What are these tiny creatures? Question

Discussion in 'Freshwater Beginners' started by Lucky Guppy, Jun 25, 2016.

  1. Lucky GuppyValued MemberMember

    Last edited: Jun 26, 2016
  2. peregrineValued MemberMember

    Aliens. Definitely Aliens..
  3. codyrex97Well Known MemberMember

    One of the many micro-organisms that grows as a result of detritus and stuff in the tank? That's my guess, I get all sorts of little buggers in my tank. Hopefully somebody can ID these specifically.
  4. Matt BWell Known MemberMember

    Could be daphnia, they certainly seem to move like them though I have never seen them in my aquaria.
  5. Redshark1Well Known MemberMember

    Good video. I believe these are ostracods (also known as seed shrimp).

    They often come in with daphnia when you use the latter as live food.
  6. KoniuchaValued MemberMember

    The music in the video goes with this theory
  7. Lucky GuppyValued MemberMember

    Thanks to Redshark1 and every one who replied, after looking up ostracods they seem to be one in the same tiny creatures i have. Now I can research it :;thx


    found on- https://www.youtube.com/watch?v=JIKBTfz7ERM
    Chelle S
    I've just found 3 things in my tank that resemble little seeds I got them out with a cotton bud and squashed them and it broke into two, I googled what they could be and seed shrimp came up, never heard of them before, are they harmless? Is it a coincidence that 2 of my guppies have died in the past few days then I find these?.Btw the ones I found are darker than these ones.

    Isaac Park
    ostracods prefer to eat unicellular bacteria and algae. some species have been observed eating away at soft bodied animals and almost all species will readily consume decaying matter. usually a boom in ostracod population would mean their food source (either bacteria, algae, or something dead in the water) is abundant. it is the sudden spike in population of bacteria that is a threat, because 1) it means nitrogen is readily available for specific bacteria in the form of ammonia, nitrates and nitrite. and 2) some bacteria require oxygen to exist and they make dissolved oxygen in the water less available to other high-oxygen demanding species like fish.usually, sudden spike in ostracod population is an indicator that some sort of unicellular organism is thriving in your tank, and that unicellular organism is another indicator that some nutrient (be it ammonia, nitrates, nitrites, carbon dioxide, etc. remember, many different types of bacteria exist that relies on a specific chemical food source) or another has also suddenly become available, which may harm your fish.

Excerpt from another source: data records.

use axum::{
    extract::State,
    http::StatusCode,
    routing::{get, post},
    Json, Router,
};
use uuid::Uuid;

use crate::api::errors::ApiError;
use crate::api::guards::CurrentUser;
use crate::api::validation::{normalize_email, validate_payload};
use crate::core::metrics::record_event;
use crate::core::security;
use crate::core::state::AppState;
use crate::core::time::primitive_now_utc;
use crate::db::is_unique_violation;
use crate::db::models::User;
use crate::db::types::UserRole;
use crate::repositories;
use crate::schemas::auth::{LoginRequest, RegisterRequest, TokenResponse};
use crate::schemas::user::UserResponse;

/// Max attempts per window for register/login.
const AUTH_RATE_LIMIT: u64 = 10;
/// Rate limit window in seconds.
const AUTH_RATE_WINDOW_SECONDS: u64 = 60;

const INVALID_CREDENTIALS: &str = "Incorrect email or password";

pub(crate) fn router() -> Router<AppState> {
    Router::new()
        .route("/register", post(register))
        .route("/login", post(login))
        .route("/me", get(me))
}

async fn register(
    State(state): State<AppState>,
    Json(payload): Json<RegisterRequest>,
) -> Result<(StatusCode, Json<TokenResponse>), ApiError> {
    let payload = normalized_registration(payload)?;
    let email = payload.email.clone();
    let name = payload.name.trim();
    if name.is_empty() {
        return Err(ApiError::BadRequest("name must not be empty".to_string()));
    }

    if payload.role == UserRole::Admin {
        return Err(ApiError::Forbidden("Admin accounts cannot be self-registered".to_string()));
    }

    check_rate_limit(&state, "register", &email, "Too many registration attempts, try again later")
        .await?;

    if repositories::users::find_by_email(state.db(), &email)
        .await
        .map_err(|e| ApiError::internal(e, "Failed to check existing user"))?
        .is_some()
    {
        return Err(ApiError::Conflict("User with this email already exists".to_string()));
    }

    let hashed_password = security::hash_password(&payload.password)
        .map_err(|e| ApiError::internal(e, "Failed to hash password"))?;

    let now = primitive_now_utc();
    let user = repositories::users::create(
        state.db(),
        repositories::users::CreateUser {
            id: &Uuid::new_v4().to_string(),
            name,
            email: &email,
            hashed_password,
            role: payload.role,
            created_at: now,
            updated_at: now,
        },
    )
    .await
    .map_err(|e| {
        if is_unique_violation(&e) {
            ApiError::Conflict("User with this email already exists".to_string())
        } else {
            ApiError::internal(e, "Failed to create user")
        }
    })?;

    record_event("user_registered");
    tracing::info!(user_id = %user.id, role = user.role.as_str(), action = "register", "User registered");

    let response = token_response(&state, user)?;
    Ok((StatusCode::CREATED, Json(response)))
}

async fn login(
    State(state): State<AppState>,
    Json(mut payload): Json<LoginRequest>,
) -> Result<Json<TokenResponse>, ApiError> {
    payload.email = normalize_email(&payload.email);
    validate_payload(&payload)?;

    let email = payload.email.clone();
    check_rate_limit(&state, "login", &email, "Too many login attempts, try again later").await?;

    let user = repositories::users::find_by_email(state.db(), &email)
        .await
        .map_err(|e| ApiError::internal(e, "Failed to load user"))?
        .ok_or(ApiError::Unauthorized(INVALID_CREDENTIALS))?;

    let verified = security::verify_password(&payload.password, &user.hashed_password)
        .map_err(|_| ApiError::Unauthorized(INVALID_CREDENTIALS))?;
    if !verified {
        return Err(ApiError::Unauthorized(INVALID_CREDENTIALS));
    }

    Ok(Json(token_response(&state, user)?))
}

fn normalized_registration(mut payload: RegisterRequest) -> Result<RegisterRequest, ApiError> {
    payload.email = normalize_email(&payload.email);
    validate_payload(&payload)?;
    Ok(payload)
}

async fn me(CurrentUser(user): CurrentUser) -> Json<UserResponse> {
    Json(UserResponse::from_db(user))
}

/// Fails open while Redis is unavailable.
async fn check_rate_limit(
    state: &AppState,
    scope: &str,
    email: &str,
    message: &'static str,
) -> Result<(), ApiError> {
    let rate_key = format!("rl:{scope}:{email}");
    let allowed = state
        .redis()
        .rate_limit(&rate_key, AUTH_RATE_LIMIT, AUTH_RATE_WINDOW_SECONDS)
        .await
        .unwrap_or(true);
    if allowed {
        Ok(())
    } else {
        Err(ApiError::TooManyRequests(message))
    }
}

fn token_response(state: &AppState, user: User) -> Result<TokenResponse, ApiError> {
    let token = security::create_access_token(&user.id, user.role.as_str(), state.settings(), None)
        .map_err(|e| ApiError::internal(e, "Failed to create access token"))?;

    Ok(TokenResponse {
        access_token: token,
        token_type: "bearer".to_string(),
        user: UserResponse::from_db(user),
    })
}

    After finding out what these creatures were and doing a little research I came to the conclusion that they can possibly be harmful to fish :
    1. If they bloom in your tank and there isn't enough waste food for them and their young to eat that they begin to feed on the fish.
    2. That their "blooming" appearance in large numbers heralds a change in the water that may become toxic for the fish in some way, like bacteria bloom or oxygen depletion etc.

    Moral of the story, ostracods "seed shrimp" are bad for guppies which would explain why they don't seem to eat it.
    More cleaning and frequent water changes.